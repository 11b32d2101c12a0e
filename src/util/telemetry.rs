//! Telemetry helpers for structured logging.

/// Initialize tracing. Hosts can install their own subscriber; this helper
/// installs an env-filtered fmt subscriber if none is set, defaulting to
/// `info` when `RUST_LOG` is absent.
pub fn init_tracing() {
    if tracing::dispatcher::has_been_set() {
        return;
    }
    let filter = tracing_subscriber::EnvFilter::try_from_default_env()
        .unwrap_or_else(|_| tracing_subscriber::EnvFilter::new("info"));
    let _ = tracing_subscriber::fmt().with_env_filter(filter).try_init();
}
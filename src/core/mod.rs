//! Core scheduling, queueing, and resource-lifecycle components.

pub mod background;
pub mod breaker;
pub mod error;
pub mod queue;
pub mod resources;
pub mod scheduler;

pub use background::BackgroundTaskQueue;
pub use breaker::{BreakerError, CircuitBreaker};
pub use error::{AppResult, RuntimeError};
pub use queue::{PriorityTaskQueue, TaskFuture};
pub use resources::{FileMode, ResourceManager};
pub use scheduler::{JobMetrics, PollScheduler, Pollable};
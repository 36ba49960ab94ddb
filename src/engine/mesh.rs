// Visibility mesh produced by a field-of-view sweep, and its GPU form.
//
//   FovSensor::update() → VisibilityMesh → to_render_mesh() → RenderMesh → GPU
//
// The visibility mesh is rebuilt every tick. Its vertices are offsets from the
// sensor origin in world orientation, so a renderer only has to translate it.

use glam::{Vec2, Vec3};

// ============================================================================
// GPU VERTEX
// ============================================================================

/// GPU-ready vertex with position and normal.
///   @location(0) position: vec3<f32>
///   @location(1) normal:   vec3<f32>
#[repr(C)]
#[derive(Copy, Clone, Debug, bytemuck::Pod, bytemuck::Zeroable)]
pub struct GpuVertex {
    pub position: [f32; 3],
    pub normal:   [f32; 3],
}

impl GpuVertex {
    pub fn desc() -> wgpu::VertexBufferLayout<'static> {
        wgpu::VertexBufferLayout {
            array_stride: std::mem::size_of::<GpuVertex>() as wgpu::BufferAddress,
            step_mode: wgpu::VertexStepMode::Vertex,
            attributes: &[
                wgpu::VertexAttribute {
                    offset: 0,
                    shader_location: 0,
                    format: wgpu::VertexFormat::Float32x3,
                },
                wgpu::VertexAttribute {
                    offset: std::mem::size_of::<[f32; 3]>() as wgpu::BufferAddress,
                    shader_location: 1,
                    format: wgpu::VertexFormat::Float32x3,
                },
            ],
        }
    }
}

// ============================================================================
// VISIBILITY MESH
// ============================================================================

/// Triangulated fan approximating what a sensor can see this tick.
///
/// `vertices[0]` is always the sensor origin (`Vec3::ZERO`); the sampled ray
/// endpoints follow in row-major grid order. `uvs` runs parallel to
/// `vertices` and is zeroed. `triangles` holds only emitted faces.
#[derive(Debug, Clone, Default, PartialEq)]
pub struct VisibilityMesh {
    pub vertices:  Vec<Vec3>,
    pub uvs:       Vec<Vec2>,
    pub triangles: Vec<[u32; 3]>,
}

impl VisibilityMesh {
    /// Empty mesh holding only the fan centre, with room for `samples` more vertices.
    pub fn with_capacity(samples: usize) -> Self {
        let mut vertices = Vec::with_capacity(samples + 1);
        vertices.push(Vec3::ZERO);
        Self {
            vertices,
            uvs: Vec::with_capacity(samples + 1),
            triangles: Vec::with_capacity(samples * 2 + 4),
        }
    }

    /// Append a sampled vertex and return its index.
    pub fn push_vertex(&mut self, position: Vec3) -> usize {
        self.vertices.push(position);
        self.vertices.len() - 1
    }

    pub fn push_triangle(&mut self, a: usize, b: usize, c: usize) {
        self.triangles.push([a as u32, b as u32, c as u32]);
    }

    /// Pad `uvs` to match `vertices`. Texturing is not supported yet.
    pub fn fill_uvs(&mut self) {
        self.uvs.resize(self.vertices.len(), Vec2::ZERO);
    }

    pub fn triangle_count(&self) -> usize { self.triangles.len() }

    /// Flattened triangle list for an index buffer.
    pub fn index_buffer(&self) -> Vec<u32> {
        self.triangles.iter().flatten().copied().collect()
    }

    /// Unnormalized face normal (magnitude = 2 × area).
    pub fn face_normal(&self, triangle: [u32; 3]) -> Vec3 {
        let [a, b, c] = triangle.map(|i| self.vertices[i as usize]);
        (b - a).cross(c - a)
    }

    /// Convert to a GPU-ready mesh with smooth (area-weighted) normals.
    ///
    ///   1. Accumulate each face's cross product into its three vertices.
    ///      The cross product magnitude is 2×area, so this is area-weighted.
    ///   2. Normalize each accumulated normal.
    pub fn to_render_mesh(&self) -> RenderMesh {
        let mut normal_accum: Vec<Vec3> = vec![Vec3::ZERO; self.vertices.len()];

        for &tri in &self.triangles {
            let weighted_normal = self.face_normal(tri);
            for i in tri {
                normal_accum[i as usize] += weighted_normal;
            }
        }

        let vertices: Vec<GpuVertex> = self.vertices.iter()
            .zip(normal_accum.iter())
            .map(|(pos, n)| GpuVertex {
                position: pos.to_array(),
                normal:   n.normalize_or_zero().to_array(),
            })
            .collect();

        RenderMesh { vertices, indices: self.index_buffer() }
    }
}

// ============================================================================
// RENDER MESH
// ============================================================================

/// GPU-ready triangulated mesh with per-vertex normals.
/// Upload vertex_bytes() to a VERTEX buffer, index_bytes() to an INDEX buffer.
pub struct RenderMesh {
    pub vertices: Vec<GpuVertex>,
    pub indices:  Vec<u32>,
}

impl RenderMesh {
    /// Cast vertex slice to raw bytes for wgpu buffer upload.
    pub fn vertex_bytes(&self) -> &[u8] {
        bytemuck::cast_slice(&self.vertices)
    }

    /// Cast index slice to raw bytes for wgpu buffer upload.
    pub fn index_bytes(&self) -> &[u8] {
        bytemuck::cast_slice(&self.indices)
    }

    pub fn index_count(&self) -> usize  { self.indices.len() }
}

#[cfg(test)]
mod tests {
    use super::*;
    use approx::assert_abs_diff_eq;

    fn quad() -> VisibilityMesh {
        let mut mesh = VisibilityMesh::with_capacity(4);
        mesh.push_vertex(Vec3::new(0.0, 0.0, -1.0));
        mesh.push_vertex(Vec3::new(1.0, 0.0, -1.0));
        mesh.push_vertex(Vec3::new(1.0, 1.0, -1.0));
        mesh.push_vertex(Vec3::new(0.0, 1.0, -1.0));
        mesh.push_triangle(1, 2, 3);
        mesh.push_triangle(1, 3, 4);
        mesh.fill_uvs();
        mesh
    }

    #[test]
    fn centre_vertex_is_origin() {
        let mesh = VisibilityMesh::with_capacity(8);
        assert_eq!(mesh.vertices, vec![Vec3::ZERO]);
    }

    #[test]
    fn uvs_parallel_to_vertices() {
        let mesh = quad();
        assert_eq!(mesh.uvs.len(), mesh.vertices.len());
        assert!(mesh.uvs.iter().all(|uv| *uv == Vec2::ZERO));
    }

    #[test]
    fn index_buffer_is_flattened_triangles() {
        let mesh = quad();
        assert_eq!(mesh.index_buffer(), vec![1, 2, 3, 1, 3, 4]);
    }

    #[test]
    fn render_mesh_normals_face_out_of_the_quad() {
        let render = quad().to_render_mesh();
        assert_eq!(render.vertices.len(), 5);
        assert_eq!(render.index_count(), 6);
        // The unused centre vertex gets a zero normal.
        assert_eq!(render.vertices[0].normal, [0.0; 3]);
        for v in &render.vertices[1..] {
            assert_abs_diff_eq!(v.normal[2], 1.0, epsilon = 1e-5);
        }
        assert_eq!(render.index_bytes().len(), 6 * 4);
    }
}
* * *
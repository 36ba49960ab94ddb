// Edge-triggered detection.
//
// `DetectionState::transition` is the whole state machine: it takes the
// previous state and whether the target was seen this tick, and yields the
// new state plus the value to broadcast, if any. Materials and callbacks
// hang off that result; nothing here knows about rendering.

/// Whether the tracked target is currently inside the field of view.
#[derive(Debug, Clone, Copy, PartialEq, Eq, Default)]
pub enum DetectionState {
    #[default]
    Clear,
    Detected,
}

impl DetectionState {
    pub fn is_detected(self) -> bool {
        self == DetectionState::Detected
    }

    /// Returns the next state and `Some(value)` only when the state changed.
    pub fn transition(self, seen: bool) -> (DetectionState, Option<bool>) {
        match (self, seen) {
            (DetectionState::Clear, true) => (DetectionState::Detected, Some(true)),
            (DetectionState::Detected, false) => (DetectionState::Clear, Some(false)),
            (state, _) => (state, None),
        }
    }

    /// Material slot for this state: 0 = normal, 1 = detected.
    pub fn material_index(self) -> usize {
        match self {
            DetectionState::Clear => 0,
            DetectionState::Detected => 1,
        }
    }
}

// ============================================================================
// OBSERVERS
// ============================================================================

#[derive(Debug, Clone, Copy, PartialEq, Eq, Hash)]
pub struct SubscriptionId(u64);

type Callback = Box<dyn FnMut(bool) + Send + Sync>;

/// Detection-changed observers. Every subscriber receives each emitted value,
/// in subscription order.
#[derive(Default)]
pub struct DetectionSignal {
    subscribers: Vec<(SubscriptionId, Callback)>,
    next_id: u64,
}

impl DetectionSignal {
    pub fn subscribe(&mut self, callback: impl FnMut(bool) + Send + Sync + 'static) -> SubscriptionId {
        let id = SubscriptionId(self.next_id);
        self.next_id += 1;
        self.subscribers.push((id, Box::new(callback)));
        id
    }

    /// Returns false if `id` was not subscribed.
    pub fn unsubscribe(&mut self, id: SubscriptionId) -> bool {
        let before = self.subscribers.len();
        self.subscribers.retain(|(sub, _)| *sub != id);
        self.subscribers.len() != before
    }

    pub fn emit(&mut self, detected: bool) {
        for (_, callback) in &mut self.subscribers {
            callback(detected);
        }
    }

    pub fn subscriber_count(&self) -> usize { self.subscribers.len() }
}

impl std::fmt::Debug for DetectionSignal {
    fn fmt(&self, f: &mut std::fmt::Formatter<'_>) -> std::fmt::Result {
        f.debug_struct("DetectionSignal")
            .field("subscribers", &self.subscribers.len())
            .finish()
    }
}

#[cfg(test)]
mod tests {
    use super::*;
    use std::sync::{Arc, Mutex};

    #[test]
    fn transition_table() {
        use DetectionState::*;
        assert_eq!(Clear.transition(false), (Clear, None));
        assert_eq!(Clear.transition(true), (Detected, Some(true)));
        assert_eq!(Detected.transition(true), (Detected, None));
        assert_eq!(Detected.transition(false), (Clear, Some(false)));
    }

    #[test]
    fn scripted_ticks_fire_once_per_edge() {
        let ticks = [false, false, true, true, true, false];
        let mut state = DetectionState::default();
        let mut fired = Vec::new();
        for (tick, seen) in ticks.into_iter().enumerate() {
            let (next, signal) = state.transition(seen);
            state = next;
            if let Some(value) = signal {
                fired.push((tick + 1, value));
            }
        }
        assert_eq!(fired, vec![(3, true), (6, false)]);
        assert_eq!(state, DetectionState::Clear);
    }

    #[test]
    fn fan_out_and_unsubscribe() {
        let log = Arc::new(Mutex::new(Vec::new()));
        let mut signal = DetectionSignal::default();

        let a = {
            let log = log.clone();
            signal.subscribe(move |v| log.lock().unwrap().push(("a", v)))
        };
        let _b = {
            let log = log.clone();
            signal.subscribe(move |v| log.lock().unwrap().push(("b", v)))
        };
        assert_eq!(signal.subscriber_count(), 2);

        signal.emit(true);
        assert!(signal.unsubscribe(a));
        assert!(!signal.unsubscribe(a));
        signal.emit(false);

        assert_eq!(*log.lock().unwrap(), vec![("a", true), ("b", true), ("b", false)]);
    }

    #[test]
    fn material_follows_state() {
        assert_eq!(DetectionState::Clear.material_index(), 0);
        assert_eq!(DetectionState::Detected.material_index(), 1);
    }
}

# [Task]
Print, from the entries above, the line with "let ticks = [false, false, true, true, true, false];", the line with "let mut signal" and all lines between them, exactly and with nothing else.

# [Result]
        let ticks = [false, false, true, true, true, false];
        let mut state = DetectionState::default();
        let mut fired = Vec::new();
        for (tick, seen) in ticks.into_iter().enumerate() {
            let (next, signal) = state.transition(seen);
            state = next;
            if let Some(value) = signal {
                fired.push((tick + 1, value));
            }
        }
        assert_eq!(fired, vec![(3, true), (6, false)]);
        assert_eq!(state, DetectionState::Clear);
    }

    #[test]
    fn fan_out_and_unsubscribe() {
        let log = Arc::new(Mutex::new(Vec::new()));
        let mut signal = DetectionSignal::default();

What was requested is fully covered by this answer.